_Saved data entries_
++++++++++
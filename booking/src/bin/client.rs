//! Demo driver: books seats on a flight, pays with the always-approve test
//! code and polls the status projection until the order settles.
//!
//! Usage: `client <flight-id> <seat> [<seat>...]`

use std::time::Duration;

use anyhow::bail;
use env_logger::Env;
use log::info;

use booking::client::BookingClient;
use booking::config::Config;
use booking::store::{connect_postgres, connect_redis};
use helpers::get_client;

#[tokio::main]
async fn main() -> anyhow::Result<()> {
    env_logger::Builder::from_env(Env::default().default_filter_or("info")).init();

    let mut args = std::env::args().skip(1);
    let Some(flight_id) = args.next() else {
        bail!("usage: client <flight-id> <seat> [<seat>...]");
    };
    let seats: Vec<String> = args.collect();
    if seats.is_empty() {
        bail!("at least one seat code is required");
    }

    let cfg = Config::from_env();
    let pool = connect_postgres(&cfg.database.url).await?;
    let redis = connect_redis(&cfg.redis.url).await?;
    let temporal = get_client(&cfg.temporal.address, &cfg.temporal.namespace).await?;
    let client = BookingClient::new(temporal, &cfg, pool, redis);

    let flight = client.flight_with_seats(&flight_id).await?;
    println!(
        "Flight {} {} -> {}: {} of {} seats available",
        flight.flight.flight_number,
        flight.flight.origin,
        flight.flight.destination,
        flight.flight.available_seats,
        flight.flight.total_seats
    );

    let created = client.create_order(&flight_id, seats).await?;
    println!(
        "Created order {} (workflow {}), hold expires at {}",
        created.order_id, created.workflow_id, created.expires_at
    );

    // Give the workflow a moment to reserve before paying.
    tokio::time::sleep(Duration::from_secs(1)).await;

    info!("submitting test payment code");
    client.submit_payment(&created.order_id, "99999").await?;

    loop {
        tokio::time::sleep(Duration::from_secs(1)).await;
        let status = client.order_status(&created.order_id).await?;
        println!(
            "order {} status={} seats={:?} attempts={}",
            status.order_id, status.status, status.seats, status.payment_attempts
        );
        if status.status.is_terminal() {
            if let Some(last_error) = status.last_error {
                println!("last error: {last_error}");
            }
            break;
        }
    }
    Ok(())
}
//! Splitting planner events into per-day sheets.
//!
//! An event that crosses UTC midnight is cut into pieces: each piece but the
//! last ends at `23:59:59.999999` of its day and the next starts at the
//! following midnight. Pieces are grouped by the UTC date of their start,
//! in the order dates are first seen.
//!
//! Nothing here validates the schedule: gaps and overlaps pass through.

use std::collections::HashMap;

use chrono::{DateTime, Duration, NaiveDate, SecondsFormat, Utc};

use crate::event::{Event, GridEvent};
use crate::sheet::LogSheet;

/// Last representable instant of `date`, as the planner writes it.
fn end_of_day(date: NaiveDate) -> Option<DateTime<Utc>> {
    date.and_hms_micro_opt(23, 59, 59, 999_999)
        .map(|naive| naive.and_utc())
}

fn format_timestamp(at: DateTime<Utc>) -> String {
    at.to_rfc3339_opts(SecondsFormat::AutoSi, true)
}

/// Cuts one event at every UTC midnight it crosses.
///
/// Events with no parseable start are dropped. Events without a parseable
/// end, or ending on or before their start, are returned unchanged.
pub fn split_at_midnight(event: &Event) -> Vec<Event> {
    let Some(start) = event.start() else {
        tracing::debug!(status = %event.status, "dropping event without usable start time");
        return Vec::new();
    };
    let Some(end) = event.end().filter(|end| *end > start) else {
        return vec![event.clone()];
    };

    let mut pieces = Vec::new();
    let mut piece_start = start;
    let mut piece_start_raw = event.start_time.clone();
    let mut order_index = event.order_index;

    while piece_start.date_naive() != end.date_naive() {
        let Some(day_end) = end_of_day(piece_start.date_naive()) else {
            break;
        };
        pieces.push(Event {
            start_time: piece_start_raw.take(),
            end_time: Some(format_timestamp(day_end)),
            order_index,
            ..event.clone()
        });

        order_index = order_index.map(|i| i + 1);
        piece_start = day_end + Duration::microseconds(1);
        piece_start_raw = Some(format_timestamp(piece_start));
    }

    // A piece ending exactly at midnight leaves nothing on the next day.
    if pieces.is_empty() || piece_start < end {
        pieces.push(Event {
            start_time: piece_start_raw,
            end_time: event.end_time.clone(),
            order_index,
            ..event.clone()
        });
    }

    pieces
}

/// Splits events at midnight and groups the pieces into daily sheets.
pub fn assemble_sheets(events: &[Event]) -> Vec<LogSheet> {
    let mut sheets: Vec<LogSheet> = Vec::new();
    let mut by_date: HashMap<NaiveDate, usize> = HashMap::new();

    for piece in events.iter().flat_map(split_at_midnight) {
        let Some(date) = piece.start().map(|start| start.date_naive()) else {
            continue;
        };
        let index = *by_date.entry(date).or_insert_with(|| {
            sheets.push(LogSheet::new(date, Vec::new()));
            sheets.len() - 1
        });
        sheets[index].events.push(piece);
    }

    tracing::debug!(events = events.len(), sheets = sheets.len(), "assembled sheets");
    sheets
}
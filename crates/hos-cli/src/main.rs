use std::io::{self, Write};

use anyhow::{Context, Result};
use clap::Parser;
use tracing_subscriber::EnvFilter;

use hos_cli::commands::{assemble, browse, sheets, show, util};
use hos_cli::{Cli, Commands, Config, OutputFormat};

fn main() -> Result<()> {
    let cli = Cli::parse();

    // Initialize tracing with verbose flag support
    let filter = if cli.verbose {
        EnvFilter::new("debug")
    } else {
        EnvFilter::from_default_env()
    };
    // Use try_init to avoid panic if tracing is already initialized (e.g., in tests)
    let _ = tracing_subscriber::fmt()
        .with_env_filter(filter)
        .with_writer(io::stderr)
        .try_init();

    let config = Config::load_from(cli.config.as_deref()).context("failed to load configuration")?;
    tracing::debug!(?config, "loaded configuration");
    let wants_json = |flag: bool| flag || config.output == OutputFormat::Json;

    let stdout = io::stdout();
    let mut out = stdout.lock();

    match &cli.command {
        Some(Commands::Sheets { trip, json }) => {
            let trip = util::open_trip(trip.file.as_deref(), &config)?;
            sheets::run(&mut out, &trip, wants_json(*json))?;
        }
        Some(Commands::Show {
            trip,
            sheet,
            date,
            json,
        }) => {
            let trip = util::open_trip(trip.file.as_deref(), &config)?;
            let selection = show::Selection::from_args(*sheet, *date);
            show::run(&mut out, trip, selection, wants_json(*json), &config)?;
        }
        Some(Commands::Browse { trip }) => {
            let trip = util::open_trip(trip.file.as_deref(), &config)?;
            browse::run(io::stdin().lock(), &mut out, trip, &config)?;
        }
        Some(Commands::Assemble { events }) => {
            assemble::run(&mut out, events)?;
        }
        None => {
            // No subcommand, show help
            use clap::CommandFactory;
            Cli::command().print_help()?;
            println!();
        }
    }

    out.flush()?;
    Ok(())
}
++++++++++
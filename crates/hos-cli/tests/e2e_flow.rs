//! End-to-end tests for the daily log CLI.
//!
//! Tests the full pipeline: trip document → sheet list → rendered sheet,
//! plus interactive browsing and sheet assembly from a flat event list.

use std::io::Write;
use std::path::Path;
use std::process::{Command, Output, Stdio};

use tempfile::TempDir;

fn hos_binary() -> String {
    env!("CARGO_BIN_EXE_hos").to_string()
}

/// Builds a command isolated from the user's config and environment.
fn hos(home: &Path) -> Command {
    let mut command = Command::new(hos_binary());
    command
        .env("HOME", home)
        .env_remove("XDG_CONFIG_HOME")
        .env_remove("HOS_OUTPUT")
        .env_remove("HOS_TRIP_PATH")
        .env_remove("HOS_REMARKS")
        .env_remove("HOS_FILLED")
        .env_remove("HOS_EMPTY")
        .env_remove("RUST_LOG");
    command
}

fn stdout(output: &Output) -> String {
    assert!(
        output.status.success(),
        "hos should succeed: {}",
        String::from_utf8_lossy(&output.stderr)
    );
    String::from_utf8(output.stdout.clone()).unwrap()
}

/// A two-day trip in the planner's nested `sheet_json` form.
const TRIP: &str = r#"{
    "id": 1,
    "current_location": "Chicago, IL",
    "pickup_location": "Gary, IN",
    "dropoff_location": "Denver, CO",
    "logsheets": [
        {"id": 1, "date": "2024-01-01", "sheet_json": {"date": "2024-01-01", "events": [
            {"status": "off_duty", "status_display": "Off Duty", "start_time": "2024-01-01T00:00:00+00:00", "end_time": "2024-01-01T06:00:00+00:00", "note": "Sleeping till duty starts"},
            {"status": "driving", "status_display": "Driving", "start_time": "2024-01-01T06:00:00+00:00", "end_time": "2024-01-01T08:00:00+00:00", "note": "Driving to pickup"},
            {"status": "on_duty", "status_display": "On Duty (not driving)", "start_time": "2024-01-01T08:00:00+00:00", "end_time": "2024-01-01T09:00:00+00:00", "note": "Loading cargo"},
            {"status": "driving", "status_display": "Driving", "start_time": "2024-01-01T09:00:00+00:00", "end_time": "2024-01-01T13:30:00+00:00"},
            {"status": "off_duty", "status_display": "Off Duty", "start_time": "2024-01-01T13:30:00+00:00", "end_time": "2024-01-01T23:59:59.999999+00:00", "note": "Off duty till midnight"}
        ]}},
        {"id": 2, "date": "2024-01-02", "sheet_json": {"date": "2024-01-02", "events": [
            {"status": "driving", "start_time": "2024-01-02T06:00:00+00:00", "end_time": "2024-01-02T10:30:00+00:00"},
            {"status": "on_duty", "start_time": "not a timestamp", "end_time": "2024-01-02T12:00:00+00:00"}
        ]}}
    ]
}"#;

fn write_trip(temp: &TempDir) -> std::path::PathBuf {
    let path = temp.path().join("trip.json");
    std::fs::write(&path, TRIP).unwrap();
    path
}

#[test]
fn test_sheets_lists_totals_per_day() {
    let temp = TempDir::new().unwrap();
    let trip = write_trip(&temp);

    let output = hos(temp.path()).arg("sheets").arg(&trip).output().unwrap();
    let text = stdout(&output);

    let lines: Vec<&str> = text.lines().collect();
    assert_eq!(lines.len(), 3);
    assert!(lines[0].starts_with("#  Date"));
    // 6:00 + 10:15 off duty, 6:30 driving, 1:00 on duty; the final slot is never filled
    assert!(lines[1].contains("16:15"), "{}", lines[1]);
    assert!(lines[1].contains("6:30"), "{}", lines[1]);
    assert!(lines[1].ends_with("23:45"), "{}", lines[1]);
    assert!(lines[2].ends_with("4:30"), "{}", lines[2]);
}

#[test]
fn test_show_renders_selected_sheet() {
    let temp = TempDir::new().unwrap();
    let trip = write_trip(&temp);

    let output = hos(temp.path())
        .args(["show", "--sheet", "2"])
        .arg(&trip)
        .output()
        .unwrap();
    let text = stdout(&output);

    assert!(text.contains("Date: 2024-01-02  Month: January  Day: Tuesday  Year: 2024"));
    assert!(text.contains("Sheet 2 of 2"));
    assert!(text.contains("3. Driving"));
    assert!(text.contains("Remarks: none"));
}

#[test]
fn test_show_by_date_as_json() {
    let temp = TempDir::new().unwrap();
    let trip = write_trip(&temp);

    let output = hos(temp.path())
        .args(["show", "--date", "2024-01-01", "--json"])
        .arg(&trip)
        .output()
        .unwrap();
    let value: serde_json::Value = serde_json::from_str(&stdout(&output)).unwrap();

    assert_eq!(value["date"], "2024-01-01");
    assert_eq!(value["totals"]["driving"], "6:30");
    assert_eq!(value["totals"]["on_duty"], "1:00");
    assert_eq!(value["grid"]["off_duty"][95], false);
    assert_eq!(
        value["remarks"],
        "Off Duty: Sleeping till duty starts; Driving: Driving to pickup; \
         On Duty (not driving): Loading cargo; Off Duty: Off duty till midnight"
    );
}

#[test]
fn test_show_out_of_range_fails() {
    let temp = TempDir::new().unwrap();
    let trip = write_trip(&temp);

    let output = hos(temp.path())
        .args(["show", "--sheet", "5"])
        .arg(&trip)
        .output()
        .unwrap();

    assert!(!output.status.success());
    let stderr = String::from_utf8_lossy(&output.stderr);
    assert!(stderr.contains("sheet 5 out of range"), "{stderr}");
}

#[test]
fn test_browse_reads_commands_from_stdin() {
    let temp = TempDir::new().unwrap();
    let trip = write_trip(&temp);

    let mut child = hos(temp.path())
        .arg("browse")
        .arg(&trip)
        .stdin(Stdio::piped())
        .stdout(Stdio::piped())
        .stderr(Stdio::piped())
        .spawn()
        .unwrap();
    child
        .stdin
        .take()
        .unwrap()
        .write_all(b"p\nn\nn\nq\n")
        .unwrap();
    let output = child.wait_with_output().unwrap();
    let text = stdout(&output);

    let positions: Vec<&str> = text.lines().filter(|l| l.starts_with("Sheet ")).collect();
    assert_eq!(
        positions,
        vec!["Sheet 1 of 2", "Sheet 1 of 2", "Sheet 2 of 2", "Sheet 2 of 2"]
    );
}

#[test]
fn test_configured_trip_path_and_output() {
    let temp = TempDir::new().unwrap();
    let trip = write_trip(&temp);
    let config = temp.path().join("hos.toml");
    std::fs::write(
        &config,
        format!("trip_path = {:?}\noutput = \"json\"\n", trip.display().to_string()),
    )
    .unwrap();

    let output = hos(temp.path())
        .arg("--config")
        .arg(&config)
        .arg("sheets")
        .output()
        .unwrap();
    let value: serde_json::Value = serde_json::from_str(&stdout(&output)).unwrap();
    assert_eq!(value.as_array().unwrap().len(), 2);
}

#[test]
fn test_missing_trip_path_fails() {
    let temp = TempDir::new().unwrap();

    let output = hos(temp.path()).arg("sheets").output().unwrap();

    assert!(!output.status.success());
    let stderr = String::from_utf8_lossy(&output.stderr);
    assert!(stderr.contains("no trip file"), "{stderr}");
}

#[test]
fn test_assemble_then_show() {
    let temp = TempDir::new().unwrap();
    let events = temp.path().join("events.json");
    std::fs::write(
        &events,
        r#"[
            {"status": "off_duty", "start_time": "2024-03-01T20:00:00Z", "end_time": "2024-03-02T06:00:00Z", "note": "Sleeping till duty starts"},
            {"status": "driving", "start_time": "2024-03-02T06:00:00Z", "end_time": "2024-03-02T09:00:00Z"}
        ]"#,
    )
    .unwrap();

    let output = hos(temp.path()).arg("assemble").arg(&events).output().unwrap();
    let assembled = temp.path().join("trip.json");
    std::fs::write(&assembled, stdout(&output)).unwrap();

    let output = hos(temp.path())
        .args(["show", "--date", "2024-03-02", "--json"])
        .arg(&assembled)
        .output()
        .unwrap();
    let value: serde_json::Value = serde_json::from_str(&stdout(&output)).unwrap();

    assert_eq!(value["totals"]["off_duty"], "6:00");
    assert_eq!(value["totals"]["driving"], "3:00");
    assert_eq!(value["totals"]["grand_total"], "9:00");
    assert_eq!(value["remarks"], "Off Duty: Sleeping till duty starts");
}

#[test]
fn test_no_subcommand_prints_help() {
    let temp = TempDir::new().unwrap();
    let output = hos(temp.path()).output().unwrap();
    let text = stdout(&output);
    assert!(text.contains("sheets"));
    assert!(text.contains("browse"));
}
++++++++++
_Action item_
For each line in the data that contains the string "lock", give a copy of that line.

_Exercise result_
    let mut out = stdout.lock();
            browse::run(io::stdin().lock(), &mut out, trip, &config)?;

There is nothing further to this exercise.